◆ **What is being asked**: Give the count of lines that hold the word "FrontierExhausted" in this listing, with nothing added.

------

//! Run lifecycle and stop-reason definitions
//!
//! A run moves strictly forward through `Idle -> Running -> Draining -> Finished`.

use crate::HoundError;
use serde::Serialize;
use std::fmt;

/// Lifecycle phase of one orchestration run
#[derive(Debug, Clone, Copy, PartialEq, Eq, Hash)]
pub enum RunPhase {
    /// Created, frontier not yet seeded
    Idle,

    /// Workers are pulling from the frontier
    Running,

    /// Stop decided; waiting for in-flight workers within the grace period
    Draining,

    /// Summary built; nothing else happens in this run
    Finished,
}

impl RunPhase {
    /// Returns true if `next` is the phase that legally follows this one
    pub fn can_transition_to(&self, next: RunPhase) -> bool {
        matches!(
            (self, next),
            (Self::Idle, Self::Running)
                | (Self::Running, Self::Draining)
                | (Self::Draining, Self::Finished)
        )
    }

    /// Moves to `next`, rejecting skipped or backward transitions
    pub fn transition(self, next: RunPhase) -> Result<RunPhase, HoundError> {
        if self.can_transition_to(next) {
            Ok(next)
        } else {
            Err(HoundError::InvalidTransition {
                from: self,
                to: next,
            })
        }
    }

    pub fn is_terminal(&self) -> bool {
        matches!(self, Self::Finished)
    }

    pub fn as_str(&self) -> &'static str {
        match self {
            Self::Idle => "idle",
            Self::Running => "running",
            Self::Draining => "draining",
            Self::Finished => "finished",
        }
    }
}

impl fmt::Display for RunPhase {
    fn fmt(&self, f: &mut fmt::Formatter<'_>) -> fmt::Result {
        write!(f, "{}", self.as_str())
    }
}

/// Why a run stopped accepting work
#[derive(Debug, Clone, Copy, PartialEq, Eq, Hash, Serialize)]
#[serde(rename_all = "snake_case")]
pub enum StopReason {
    /// The caller's target of new records was met
    QuotaReached,

    /// The hard ceiling on detail fetches was hit
    CrawlLimit,

    /// The wall-clock budget ran out
    Deadline,

    /// No work left and no worker could produce more
    FrontierExhausted,

    /// The caller cancelled the run
    Cancelled,
}

impl StopReason {
    /// Converts the reason to its database string representation
    pub fn to_db_string(&self) -> &'static str {
        match self {
            Self::QuotaReached => "quota_reached",
            Self::CrawlLimit => "crawl_limit",
            Self::Deadline => "deadline",
            Self::FrontierExhausted => "frontier_exhausted",
            Self::Cancelled => "cancelled",
        }
    }

    /// Parses a reason from its database string representation
    pub fn from_db_string(s: &str) -> Option<Self> {
        match s {
            "quota_reached" => Some(Self::QuotaReached),
            "crawl_limit" => Some(Self::CrawlLimit),
            "deadline" => Some(Self::Deadline),
            "frontier_exhausted" => Some(Self::FrontierExhausted),
            "cancelled" => Some(Self::Cancelled),
            _ => None,
        }
    }

    pub fn all() -> [Self; 5] {
        [
            Self::QuotaReached,
            Self::CrawlLimit,
            Self::Deadline,
            Self::FrontierExhausted,
            Self::Cancelled,
        ]
    }
}

impl fmt::Display for StopReason {
    fn fmt(&self, f: &mut fmt::Formatter<'_>) -> fmt::Result {
        write!(f, "{}", self.to_db_string())
    }
}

------

◆ **Response**: 4